Adblock History and an Unhatched Easter Egg

The first browser I ever used was Netscape Navigator, and that allegiance continued over the years with the Mozilla Suite, then Camino, then Phoenix/Firebird/Firefox. Thinking about Camino makes me both happy and sad. It was far ahead of its time in terms of user experience, but it stagnated due to lack of attention, as its developers were plucked away to work on Safari or Phoenix. In 2002, it was the browser of 2005; but in 2008, it was still the browser of 2005.

Anyways, I digress. Around 2004, when I was in high school, I was a user of Firefox nightly builds. This was before the existence of extension versioning or The closest equivalent to AMO was mozdev, but that’s a bit like comparing the App Store to github. The mozillazine forums were the watering hole for users, extension developers, and browser core devs alike. At one point, a nightly build broke my favorite plugin, Adblock. After a shockingly long time (two whole days!) went by without a fix by the extension’s author, I decided to poke around and see if I could hack together a fix myself. Well, it worked; after a few more such tweaks, I wound up on an IRC channel with the project’s then-current maintainer/developer, who called himself “rue.” We spent most of the next year collaborating on the Next Big Release of the extension.
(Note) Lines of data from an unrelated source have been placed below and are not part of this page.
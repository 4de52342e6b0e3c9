use argread::derive::*;

#[derive(Default, ReadArgs)]
struct Parameters {
    #[argread("flag,v,verbose")]
    verbose: bool,
    items: Vec<u32>,
}

fn main() {
    let parameters = Parameters::read_args();
    let sum: u32 = parameters.items.iter().sum();

    if parameters.verbose {
        println!("Sum of {:?}: {sum}", parameters.items);
    } else {
        println!("Sum: {sum}");
    }
}
use quote::ToTokens;

use crate::model::{DeriveReader, DeriveSlot, DeriveValue};

impl TryFrom<syn::DeriveInput> for DeriveReader {
    type Error = syn::Error;

    fn try_from(value: syn::DeriveInput) -> Result<Self, Self::Error> {
        let fields: Vec<&syn::Field> = match &value.data {
            syn::Data::Struct(syn::DataStruct {
                fields: syn::Fields::Named(fields),
                ..
            }) => fields.named.iter().collect(),
            syn::Data::Struct(syn::DataStruct {
                fields: syn::Fields::Unit,
                ..
            }) => Vec::default(),
            _ => {
                return Err(syn::Error::new(
                    value.ident.span(),
                    "must provide a structure with named fields",
                ))
            }
        };

        // Every misannotated field is reported, not only the first.
        let mut slots = Vec::default();
        let mut errors: Option<syn::Error> = None;

        for field in fields {
            match DeriveSlot::try_from(field) {
                Ok(slot) => slots.push(slot),
                Err(error) => match errors.as_mut() {
                    Some(errors) => errors.combine(error),
                    None => errors = Some(error),
                },
            }
        }

        if let Some(errors) = errors {
            return Err(errors);
        }

        let (impl_generics, type_generics, where_clause) = value.generics.split_for_impl();

        Ok(DeriveReader {
            struct_name: value.ident.clone(),
            impl_generics: DeriveValue {
                tokens: impl_generics.to_token_stream(),
            },
            type_generics: DeriveValue {
                tokens: type_generics.to_token_stream(),
            },
            where_clause: DeriveValue {
                tokens: where_clause.to_token_stream(),
            },
            slots,
        })
    }
}
//! Derive Api for `argread` configuration.
//!
//! ### Getting Started
//! Use the derive Api by starting with a parameter struct `S` instrumented with `#[derive(ReadArgs)]`.
//! This implements [`ReadArgs`](../trait.ReadArgs.html) for `S`, which registers each field of `S` as a slot.
//! Then, either bind `S` onto a reader via [`Reader::structure`](../struct.Reader.html#method.structure), or read the Cli directly via `S::read_args()`.
//!
//! ```no_run
#![doc = include_str!("../demos/demo_copy.rs")]
//! ```
//!
//! ```console
//! $ demo_copy -rl -b 4096 a.txt b.txt 644
//! Parameters {
//!     recursive: true,
//!     verbosity: 3,
//!     buffer: 4096,
//!     source: "a.txt",
//!     destination: "b.txt",
//!     mode: "644",
//!     attempts: None,
//! }
//! ```
//!
//! ### Field Configuration
//! Each field is configured by an optional `#[argread("..")]` annotation, whose text is a comma separated list of components:
//! ```console
//! Annotation                    | Slot
//! ---------------------------------------------------------------------
//! (none) or ""                  | positional (or variadic, for Vec<T>)
//! "skip"                        | none; the field is ignored
//! "optional"                    | optional
//! "flag,SHORT,LONG"             | flag setting `true` (bool fields only)
//! "flag,SHORT,LONG,DEFAULT"     | flag setting DEFAULT, parsed as the field type
//! "SHORT,LONG"                  | named value
//! ```
//!
//! Either of `SHORT` or `LONG` may be left empty, but not both.
//! Fields are registered in declaration order, so the order of positional and optional fields on the struct is their order on the Cli.
//!
//! The field types supported are those implementing [`Value`](../trait.Value.html) (ex: `String`, `bool`, `u32`, `f64`, `Complex64`), plus `Vec<T>` of those.
//! A `Vec<T>` field is always the variadic, and may only be annotated with `"skip"`.
//! Any other field type must be annotated with `"skip"`.
//!
//! Misconfigured annotations are reported as compile errors.
//! For example:
//! ```compile_fail
//! use argread::derive::*;
//!
//! #[derive(Default, ReadArgs)]
//! struct Parameters {
//!     #[argread("flag,v,verbose")]
//!     verbosity: u8,
//! }
//! ```
//!
//! A flag default which does not parse as the field type, or a name clashing with another registration, panics at registration time.
//! ```should_panic
//! use argread::{derive::*, Reader};
//!
//! #[derive(Default, ReadArgs)]
//! struct Parameters {
//!     #[argread("flag,l,level,high")]
//!     level: u8,
//! }
//!
//! let mut parameters = Parameters::default();
//! Reader::new().structure(&mut parameters);
//! ```
pub use argread_builder::ReadArgs;
pub use argread_derive::*;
Unfortunately, we got sucked into Second System Syndrome, without having had the benefit of having fully built the first version ourselves. Basically, every rule of thumb that Joel Spolsky wrote about, we violated (unintentionally). We tried to rewrite the technical infrastructure, while simultaneously adding many ambitious new features. We were aiming for an Apple-style Grand Curtain Drop on a shiny new toy. Tempting, but foolish. While we were toiling away in secret, pressure was mounting for something, anything, to improve upon the actively-bitrotting public version. Eventually, a previous developer of Adblock, Wladimir Palant, returned to the scene and forked the project to create Adblock Plus.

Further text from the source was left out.